Exercise inputs START

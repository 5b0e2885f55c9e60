//! MCS response bodies
//!
//! MCS wraps list results as `{"data": [...]}`. Older firmware returns the bare array, and
//! an empty result may come back as `null`, `[]` or no body at all. All of those decode to
//! an empty list. A body that is not one of these shapes is a `Malformed` error; a single
//! element that does not decode is logged and skipped so one odd alarm cannot stall
//! ingestion of the rest.

use chrono::{DateTime, Utc};
use serde::Deserialize;
use serde::de::DeserializeOwned;
use tracing::warn;

use super::error::FetchError;
use crate::{AlarmEvent, Device, DeviceStatus, EncoderOutput, Output};

/// Values above this are taken to be epoch milliseconds rather than seconds
const EPOCH_MILLIS_THRESHOLD: u64 = 100_000_000_000;

#[derive(Deserialize)]
#[serde(untagged)]
enum Scalar {
    Text(String),
    Number(serde_json::Number),
}

impl Scalar {
    fn into_string(self) -> String {
        match self {
            Scalar::Text(text) => text,
            Scalar::Number(number) => number.to_string(),
        }
    }
}

#[derive(Deserialize)]
#[serde(untagged)]
enum WireTimestamp {
    Text(String),
    Epoch(i64),
}

impl WireTimestamp {
    fn parse(self) -> Result<DateTime<Utc>, String> {
        match self {
            WireTimestamp::Text(text) => DateTime::parse_from_rfc3339(&text)
                .map(|ts| ts.with_timezone(&Utc))
                .map_err(|e| format!("invalid timestamp '{text}': {e}")),
            WireTimestamp::Epoch(value) => {
                let parsed = if value.unsigned_abs() >= EPOCH_MILLIS_THRESHOLD {
                    DateTime::from_timestamp_millis(value)
                } else {
                    DateTime::from_timestamp(value, 0)
                };
                parsed.ok_or_else(|| format!("timestamp {value} out of range"))
            }
        }
    }
}

#[derive(Deserialize)]
struct WireAlarm {
    #[serde(alias = "uuid", alias = "event_id", alias = "alarm_id")]
    id: Scalar,
    #[serde(alias = "time", alias = "created_at", alias = "raised_at")]
    timestamp: WireTimestamp,
    #[serde(default)]
    severity: Option<Scalar>,
    #[serde(default, alias = "message", alias = "label")]
    description: Option<String>,
}

#[derive(Deserialize)]
struct WireAccess {
    #[serde(default)]
    url: Option<String>,
}

#[derive(Deserialize)]
struct WireDevice {
    uuid: String,
    #[serde(default)]
    label: Option<String>,
    #[serde(default)]
    access: Option<WireAccess>,
}

#[derive(Deserialize)]
struct WireDeviceStatus {
    uuid: String,
    #[serde(default)]
    status: Option<String>,
}

/// One entry of an encoder's own output list
#[derive(Deserialize)]
struct WireEncoderItem {
    #[serde(rename = "Encoder")]
    encoder: WireEncoder,
}

#[derive(Deserialize)]
struct WireEncoder {
    uuid: Scalar,
    #[serde(default)]
    id: Option<Scalar>,
    #[serde(default)]
    title: Option<String>,
    #[serde(default)]
    is_enabled: Option<bool>,
}

#[derive(Deserialize)]
struct WireOutput {
    uuid: String,
    #[serde(default)]
    label: Option<String>,
    #[serde(default)]
    device: Option<String>,
}

/// Pull the list of items out of a response body
fn items(body: Option<&str>) -> Result<Vec<serde_json::Value>, FetchError> {
    let body = match body {
        Some(body) if !body.trim().is_empty() => body,
        _ => return Ok(Vec::new()),
    };

    let value: serde_json::Value =
        serde_json::from_str(body).map_err(|e| FetchError::Malformed(e.to_string()))?;

    let list = match value {
        serde_json::Value::Object(mut object) => match object.remove("data") {
            Some(data) => data,
            None => {
                return Err(FetchError::Malformed(
                    "response object has no 'data' field".to_string(),
                ));
            }
        },
        other => other,
    };

    match list {
        serde_json::Value::Array(items) => Ok(items),
        serde_json::Value::Null => Ok(Vec::new()),
        other => Err(FetchError::Malformed(format!(
            "expected a list, got {}",
            type_name(&other)
        ))),
    }
}

fn type_name(value: &serde_json::Value) -> &'static str {
    match value {
        serde_json::Value::Null => "null",
        serde_json::Value::Bool(_) => "a boolean",
        serde_json::Value::Number(_) => "a number",
        serde_json::Value::String(_) => "a string",
        serde_json::Value::Array(_) => "a list",
        serde_json::Value::Object(_) => "an object",
    }
}

fn decode_each<W, T>(
    body: Option<&str>,
    kind: &str,
    convert: impl Fn(W, serde_json::Value) -> Result<T, String>,
) -> Result<Vec<T>, FetchError>
where
    W: DeserializeOwned,
{
    let mut decoded = Vec::new();

    for (index, item) in items(body)?.into_iter().enumerate() {
        let result = serde_json::from_value::<W>(item.clone())
            .map_err(|e| e.to_string())
            .and_then(|wire| convert(wire, item));

        match result {
            Ok(value) => decoded.push(value),
            Err(e) => warn!("skipping {kind} #{index}: {e}"),
        }
    }

    Ok(decoded)
}

/// Alarms in the order MCS listed them
pub fn parse_alarms(body: Option<&str>) -> Result<Vec<AlarmEvent>, FetchError> {
    decode_each(body, "alarm", |wire: WireAlarm, raw| {
        let event_id = wire.id.into_string();
        if event_id.trim().is_empty() {
            return Err("empty alarm id".to_string());
        }

        Ok(AlarmEvent {
            event_id,
            timestamp: wire.timestamp.parse()?,
            severity: wire
                .severity
                .map(Scalar::into_string)
                .unwrap_or_else(|| "unknown".to_string()),
            description: wire.description.unwrap_or_default(),
            raw_payload: raw,
        })
    })
}

pub fn parse_devices(body: Option<&str>) -> Result<Vec<Device>, FetchError> {
    decode_each(body, "device", |wire: WireDevice, _| {
        Ok(Device {
            uuid: wire.uuid,
            label: wire.label,
            ip: wire.access.and_then(|access| access.url),
        })
    })
}

pub fn parse_device_statuses(body: Option<&str>) -> Result<Vec<DeviceStatus>, FetchError> {
    decode_each(body, "device status", |wire: WireDeviceStatus, _| {
        Ok(DeviceStatus {
            uuid: wire.uuid,
            status: wire.status,
        })
    })
}

pub fn parse_outputs(body: Option<&str>) -> Result<Vec<Output>, FetchError> {
    decode_each(body, "output", |wire: WireOutput, _| {
        Ok(Output {
            uuid: wire.uuid,
            label: wire.label,
            device_uuid: wire.device,
        })
    })
}

/// Outputs reported by the encoder at `device_ip`
pub fn parse_encoder_outputs(
    device_ip: &str,
    body: Option<&str>,
) -> Result<Vec<EncoderOutput>, FetchError> {
    decode_each(body, "encoder output", |item: WireEncoderItem, _| {
        let encoder_uuid = item.encoder.uuid.into_string();
        if encoder_uuid.trim().is_empty() {
            return Err("empty encoder uuid".to_string());
        }

        Ok(EncoderOutput {
            uuid: format!("{device_ip}_{encoder_uuid}"),
            device_ip: device_ip.to_string(),
            encoder_uuid,
            encoder_id: item.encoder.id.map(Scalar::into_string),
            label: item.encoder.title,
            enabled: item.encoder.is_enabled,
        })
    })
}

Exercise inputs END

◆ **The task**: Report every line of the records that contains the word "Malformed".

◆ **Exercise response**:
//! an empty list. A body that is not one of these shapes is a `Malformed` error; a single
        serde_json::from_str(body).map_err(|e| FetchError::Malformed(e.to_string()))?;
                return Err(FetchError::Malformed(
        other => Err(FetchError::Malformed(format!(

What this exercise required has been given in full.